Find the string "Some" in the data, then copy every line where it is found.

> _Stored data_
══════

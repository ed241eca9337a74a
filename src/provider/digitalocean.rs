use std::time::Duration;

use reqwest::blocking::{Client, RequestBuilder};
use serde::Deserialize;
use serde::de::DeserializeOwned;
use tracing::debug;

use crate::error::{DeployError, DeployResult};
use crate::provider::{
    CloudApi, DomainRecord, Droplet, DropletRequest, NewSshKey, RecordRequest, SshKey,
};

const DO_API: &str = "https://api.digitalocean.com/v2";

/// Largest page size the API accepts; one page covers any
/// realistic account.
const PER_PAGE: u32 = 200;

const REQUEST_TIMEOUT: Duration = Duration::from_secs(30);

/// `DigitalOcean` API v2 client authenticated with a personal
/// access token.
pub struct DigitalOcean {
    token: String,
    base_url: String,
    http: Client,
}

#[derive(Deserialize)]
struct SshKeyList {
    ssh_keys: Vec<SshKey>,
}

#[derive(Deserialize)]
struct SshKeyEnvelope {
    ssh_key: SshKey,
}

#[derive(Deserialize)]
struct DropletEnvelope {
    droplet: Droplet,
}

#[derive(Deserialize)]
struct RecordList {
    domain_records: Vec<DomainRecord>,
}

#[derive(Deserialize)]
struct RecordEnvelope {
    domain_record: DomainRecord,
}

impl DigitalOcean {
    pub fn new(token: &str) -> DeployResult<Self> {
        let http = Client::builder()
            .timeout(REQUEST_TIMEOUT)
            .user_agent(concat!("dropship/", env!("CARGO_PKG_VERSION")))
            .build()?;

        Ok(Self {
            token: token.to_string(),
            base_url: DO_API.to_string(),
            http,
        })
    }

    /// Point the client at another API root, e.g. a local mock.
    #[must_use]
    pub fn base_url(mut self, url: &str) -> Self {
        self.base_url = url.trim_end_matches('/').to_string();
        self
    }

    fn url(&self, path: &str) -> String {
        format!("{}{path}", self.base_url)
    }

    fn send<T: DeserializeOwned>(
        &self,
        endpoint: &'static str,
        request: RequestBuilder,
    ) -> DeployResult<T> {
        let resp = request.bearer_auth(&self.token).send()?;
        let status = resp.status();
        let body = resp.text()?;
        debug!(endpoint, %status, "DigitalOcean API response");

        if !status.is_success() {
            return Err(DeployError::Api {
                endpoint,
                status,
                body,
            });
        }

        decode(endpoint, &body)
    }
}

/// Parse a response body, turning missing or mistyped fields into
/// [`DeployError::MalformedResponse`].
pub fn decode<T: DeserializeOwned>(endpoint: &'static str, body: &str) -> DeployResult<T> {
    serde_json::from_str(body).map_err(|e| DeployError::MalformedResponse {
        endpoint,
        reason: e.to_string(),
    })
}

impl CloudApi for DigitalOcean {
    fn list_ssh_keys(&self) -> DeployResult<Vec<SshKey>> {
        let request = self
            .http
            .get(self.url("/account/keys"))
            .query(&[("per_page", PER_PAGE)]);
        let list: SshKeyList = self.send("list ssh keys", request)?;
        Ok(list.ssh_keys)
    }

    fn create_ssh_key(&self, key: &NewSshKey) -> DeployResult<SshKey> {
        let request = self.http.post(self.url("/account/keys")).json(key);
        let created: SshKeyEnvelope = self.send("create ssh key", request)?;
        Ok(created.ssh_key)
    }

    fn create_droplet(&self, request: &DropletRequest) -> DeployResult<Droplet> {
        let request = self.http.post(self.url("/droplets")).json(request);
        let created: DropletEnvelope = self.send("create droplet", request)?;
        Ok(created.droplet)
    }

    fn get_droplet(&self, id: u64) -> DeployResult<Droplet> {
        let request = self.http.get(self.url(&format!("/droplets/{id}")));
        let fetched: DropletEnvelope = self.send("get droplet", request)?;
        Ok(fetched.droplet)
    }

    fn list_domain_records(&self, domain: &str) -> DeployResult<Vec<DomainRecord>> {
        let request = self
            .http
            .get(self.url(&format!("/domains/{domain}/records")))
            .query(&[("per_page", PER_PAGE)]);
        let list: RecordList = self.send("list domain records", request)?;
        Ok(list.domain_records)
    }

    fn create_domain_record(
        &self,
        domain: &str,
        record: &RecordRequest,
    ) -> DeployResult<DomainRecord> {
        let request = self
            .http
            .post(self.url(&format!("/domains/{domain}/records")))
            .json(record);
        let created: RecordEnvelope = self.send("create domain record", request)?;
        Ok(created.domain_record)
    }

    fn update_domain_record(
        &self,
        domain: &str,
        id: u64,
        record: &RecordRequest,
    ) -> DeployResult<DomainRecord> {
        let request = self
            .http
            .put(self.url(&format!("/domains/{domain}/records/{id}")))
            .json(record);
        let updated: RecordEnvelope = self.send("update domain record", request)?;
        Ok(updated.domain_record)
    }
}

#[cfg(test)]
mod tests {
    use super::*;

    #[test]
    fn decode_droplet_envelope() {
        let body = r#"{"droplet":{"id":3164444,"name":"web","status":"active",
            "networks":{"v4":[{"ip_address":"10.128.0.2","type":"private"},
            {"ip_address":"198.51.100.7","type":"public"}],"v6":[]}}}"#;

        let envelope: DropletEnvelope = decode("get droplet", body).unwrap();

        assert_eq!(envelope.droplet.id, 3_164_444);
        assert!(envelope.droplet.is_active());
        assert_eq!(envelope.droplet.ipv4(), Some("198.51.100.7"));
    }

    #[test]
    fn decode_missing_id_is_malformed() {
        let body = r#"{"droplet":{"name":"web","status":"new"}}"#;

        let err = decode::<DropletEnvelope>("get droplet", body)
            .err()
            .expect("missing id should not decode");

        assert!(matches!(
            err,
            DeployError::MalformedResponse {
                endpoint: "get droplet",
                ..
            }
        ));
    }

    #[test]
    fn decode_record_list() {
        let body = r#"{"domain_records":[
            {"id":1,"type":"NS","name":"@","data":"ns1.digitalocean.com"},
            {"id":2,"type":"A","name":"www","data":"203.0.113.1"}],
            "links":{},"meta":{"total":2}}"#;

        let list: RecordList = decode("list domain records", body).unwrap();

        assert_eq!(list.domain_records.len(), 2);
        assert_eq!(list.domain_records[1].kind, "A");
        assert_eq!(list.domain_records[1].name, "www");
    }

    #[test]
    fn base_url_strips_trailing_slash() {
        let api = DigitalOcean::new("token")
            .unwrap()
            .base_url("http://127.0.0.1:9/v2/");

        assert_eq!(api.url("/droplets"), "http://127.0.0.1:9/v2/droplets");
    }
}
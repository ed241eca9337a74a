use std::path::{Path, PathBuf};
use std::thread;
use std::time::Duration;

use tracing::{debug, info};

use crate::cmd;
use crate::error::DeployResult;

const PROBE_CONNECT_TIMEOUT_SECS: u32 = 5;
const PROBE_TIMEOUT: Duration = Duration::from_secs(10);

/// Operations the pipeline performs on the droplet.
pub trait RemoteHost {
    /// Host name or address of the remote machine.
    fn host(&self) -> &str;

    /// Run a trivial command to check that a session can be
    /// established.
    fn probe(&self) -> DeployResult<()>;

    /// Copy a local file to `remote_path`.
    fn upload(&self, local_path: &Path, remote_path: &str) -> DeployResult<()>;

    /// Run `command` remotely with output streamed to the terminal.
    fn exec(&self, command: &str) -> DeployResult<()>;
}

/// SSH session wrapper for executing commands and transferring
/// files to a remote host.
///
/// Host keys are not checked: the droplet is brand new and its key
/// is unknown until first contact.
pub struct SshSession {
    host: String,
    user: String,
    key: Option<PathBuf>,
}

impl SshSession {
    #[must_use]
    pub fn new(host: &str, user: &str) -> Self {
        Self {
            host: host.to_string(),
            user: user.to_string(),
            key: None,
        }
    }

    #[must_use]
    pub fn with_key(mut self, key_path: &Path) -> Self {
        self.key = Some(key_path.to_path_buf());
        self
    }

    /// Full `ssh` argument list for running `command`.
    #[must_use]
    pub fn ssh_args(&self, command: &str) -> Vec<String> {
        let mut args = self.base_args();
        args.push(self.destination());
        args.push(command.to_string());
        args
    }

    /// Full `scp` argument list for copying `local_path` to
    /// `remote_path`.
    #[must_use]
    pub fn scp_args(&self, local_path: &Path, remote_path: &str) -> Vec<String> {
        let mut args = self.base_args();
        args.push(local_path.to_string_lossy().to_string());
        args.push(format!("{}:{remote_path}", self.destination()));
        args
    }

    fn destination(&self) -> String {
        format!("{}@{}", self.user, self.host)
    }

    fn base_args(&self) -> Vec<String> {
        let mut args = vec![
            "-o".to_string(),
            "StrictHostKeyChecking=no".to_string(),
            "-o".to_string(),
            "UserKnownHostsFile=/dev/null".to_string(),
            "-o".to_string(),
            "LogLevel=ERROR".to_string(),
        ];
        if let Some(key) = &self.key {
            args.push("-i".to_string());
            args.push(key.to_string_lossy().to_string());
        }
        args
    }
}

impl RemoteHost for SshSession {
    fn host(&self) -> &str {
        &self.host
    }

    fn probe(&self) -> DeployResult<()> {
        let mut args = vec![
            "-o".to_string(),
            format!("ConnectTimeout={PROBE_CONNECT_TIMEOUT_SECS}"),
            "-o".to_string(),
            "BatchMode=yes".to_string(),
        ];
        args.extend(self.ssh_args("echo 'SSH ready'"));
        let refs: Vec<&str> = args.iter().map(String::as_str).collect();
        cmd::run_with_timeout("ssh", &refs, PROBE_TIMEOUT)?;
        Ok(())
    }

    fn upload(&self, local_path: &Path, remote_path: &str) -> DeployResult<()> {
        let args = self.scp_args(local_path, remote_path);
        let refs: Vec<&str> = args.iter().map(String::as_str).collect();
        cmd::run_interactive("scp", &refs)
    }

    fn exec(&self, command: &str) -> DeployResult<()> {
        let args = self.ssh_args(command);
        let refs: Vec<&str> = args.iter().map(String::as_str).collect();
        cmd::run_interactive("ssh", &refs)
    }
}

/// Probe `remote` up to `max_attempts` times, sleeping `interval`
/// between attempts. Returns `true` as soon as one probe succeeds.
///
/// A failed probe only means "not ready yet"; the cause is logged
/// at debug level.
pub fn wait_for_ssh(remote: &dyn RemoteHost, max_attempts: u32, interval: Duration) -> bool {
    info!("Waiting for SSH to become available on {}...", remote.host());

    for attempt in 1..=max_attempts {
        match remote.probe() {
            Ok(()) => {
                info!("SSH is ready!");
                return true;
            }
            Err(e) => {
                debug!(attempt, max_attempts, error = %e, "SSH probe failed");
            }
        }

        if attempt < max_attempts {
            thread::sleep(interval);
        }
    }

    false
}
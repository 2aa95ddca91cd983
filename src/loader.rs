//! Document loading from files and URLs.
//!
//! Text is turned into a generic `serde_json::Value` tree. Content starting with
//! `{` is parsed as JSON, everything else as YAML.

use std::path::Path;

use serde_json::{Map, Value};
use tracing::debug;

use crate::error::SpecError;

#[cfg(feature = "remote")]
use std::time::Duration;

/// Default timeout for HTTP requests (10 seconds).
#[cfg(feature = "remote")]
const HTTP_TIMEOUT: Duration = Duration::from_secs(10);

/// Check if a string looks like a URL (starts with http:// or https://).
pub fn is_url(s: &str) -> bool {
    s.starts_with("http://") || s.starts_with("https://")
}

/// Read a local file as text.
///
/// # Errors
///
/// Returns `SpecError::Io` if the file is missing or unreadable.
pub fn load_file(path: &Path) -> Result<String, SpecError> {
    std::fs::read_to_string(path).map_err(|e| SpecError::Io {
        uri: path.display().to_string(),
        message: e.to_string(),
    })
}

/// Fetch a document over HTTP(S) as text.
///
/// Requires the `remote` feature (enabled by default).
///
/// # Errors
///
/// Returns `SpecError::Network` if the request fails or the server answers with
/// an error status.
#[cfg(feature = "remote")]
pub fn load_url(url: &str) -> Result<String, SpecError> {
    let client = reqwest::blocking::Client::builder()
        .timeout(HTTP_TIMEOUT)
        .build()
        .map_err(|source| SpecError::Network {
            url: url.to_string(),
            source,
        })?;

    let response = client
        .get(url)
        .send()
        .map_err(|source| SpecError::Network {
            url: url.to_string(),
            source,
        })?;

    // Check for HTTP errors before reading the body
    let response = response
        .error_for_status()
        .map_err(|source| SpecError::Network {
            url: url.to_string(),
            source,
        })?;

    response.text().map_err(|source| SpecError::Network {
        url: url.to_string(),
        source,
    })
}

/// Read the text behind an absolute URI (`file://` or `http(s)://`).
///
/// # Errors
///
/// Returns `SpecError::Io` for unreadable files and unsupported schemes.
pub fn load_uri(uri: &str) -> Result<String, SpecError> {
    debug!(uri, "reading document");
    if is_url(uri) {
        #[cfg(feature = "remote")]
        {
            return load_url(uri);
        }
        #[cfg(not(feature = "remote"))]
        {
            return Err(SpecError::Io {
                uri: uri.to_string(),
                message: "remote documents require the `remote` feature".to_string(),
            });
        }
    }

    let Some(path) = uri.strip_prefix("file://") else {
        return Err(SpecError::Io {
            uri: uri.to_string(),
            message: "unsupported URI scheme".to_string(),
        });
    };
    let path = urlencoding::decode(path).map_err(|e| SpecError::Io {
        uri: uri.to_string(),
        message: e.to_string(),
    })?;
    // file:///C:/x -> C:/x
    let path = match path.as_bytes() {
        [b'/', drive, b':', ..] if drive.is_ascii_alphabetic() => &path[1..],
        _ => &path[..],
    };
    std::fs::read_to_string(path).map_err(|e| SpecError::Io {
        uri: uri.to_string(),
        message: e.to_string(),
    })
}

/// Parse document text, sniffing JSON versus YAML.
///
/// # Errors
///
/// Returns `SpecError::Parse` on syntax errors.
pub fn parse_document(text: &str, uri: &str) -> Result<Value, SpecError> {
    if text.trim_start().starts_with('{') {
        parse_json(text, uri)
    } else {
        parse_yaml(text, uri)
    }
}

/// Parse JSON text.
///
/// # Errors
///
/// Returns `SpecError::Parse` on syntax errors.
pub fn parse_json(text: &str, uri: &str) -> Result<Value, SpecError> {
    serde_json::from_str(text).map_err(|e| SpecError::Parse {
        uri: uri.to_string(),
        message: e.to_string(),
    })
}

/// Parse YAML text into a JSON tree.
///
/// # Errors
///
/// Returns `SpecError::Parse` on syntax errors or keys that cannot become strings.
pub fn parse_yaml(text: &str, uri: &str) -> Result<Value, SpecError> {
    let yaml: serde_yaml::Value = serde_yaml::from_str(text).map_err(|e| SpecError::Parse {
        uri: uri.to_string(),
        message: e.to_string(),
    })?;
    yaml_to_json(yaml).map_err(|message| SpecError::Parse {
        uri: uri.to_string(),
        message,
    })
}

/// Convert a YAML value into JSON.
///
/// Scalar keys are stringified (`200:` becomes `"200"`); tags are dropped.
pub fn yaml_to_json(value: serde_yaml::Value) -> Result<Value, String> {
    Ok(match value {
        serde_yaml::Value::Null => Value::Null,
        serde_yaml::Value::Bool(b) => Value::Bool(b),
        serde_yaml::Value::Number(n) => yaml_number(&n),
        serde_yaml::Value::String(s) => Value::String(s),
        serde_yaml::Value::Sequence(items) => Value::Array(
            items
                .into_iter()
                .map(yaml_to_json)
                .collect::<Result<_, _>>()?,
        ),
        serde_yaml::Value::Mapping(mapping) => {
            let mut map = Map::new();
            for (key, value) in mapping {
                map.insert(yaml_key(key)?, yaml_to_json(value)?);
            }
            Value::Object(map)
        }
        serde_yaml::Value::Tagged(tagged) => yaml_to_json(tagged.value)?,
    })
}

fn yaml_number(n: &serde_yaml::Number) -> Value {
    if let Some(i) = n.as_i64() {
        Value::from(i)
    } else if let Some(u) = n.as_u64() {
        Value::from(u)
    } else {
        n.as_f64()
            .and_then(serde_json::Number::from_f64)
            .map(Value::Number)
            .unwrap_or(Value::Null)
    }
}

fn yaml_key(key: serde_yaml::Value) -> Result<String, String> {
    match key {
        serde_yaml::Value::String(s) => Ok(s),
        serde_yaml::Value::Number(n) => Ok(n.to_string()),
        serde_yaml::Value::Bool(b) => Ok(b.to_string()),
        serde_yaml::Value::Null => Ok(String::new()),
        serde_yaml::Value::Tagged(tagged) => yaml_key(tagged.value),
        other => Err(format!("unsupported mapping key: {:?}", other)),
    }
}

══════

> _WRITTEN RESPONSE_
        assert_eq!(envelope.droplet.ipv4(), Some("198.51.100.7"));
        self.key = Some(key_path.to_path_buf());
        if let Some(key) = &self.key {
    let Some(path) = uri.strip_prefix("file://") else {
    if let Some(i) = n.as_i64() {
    } else if let Some(u) = n.as_u64() {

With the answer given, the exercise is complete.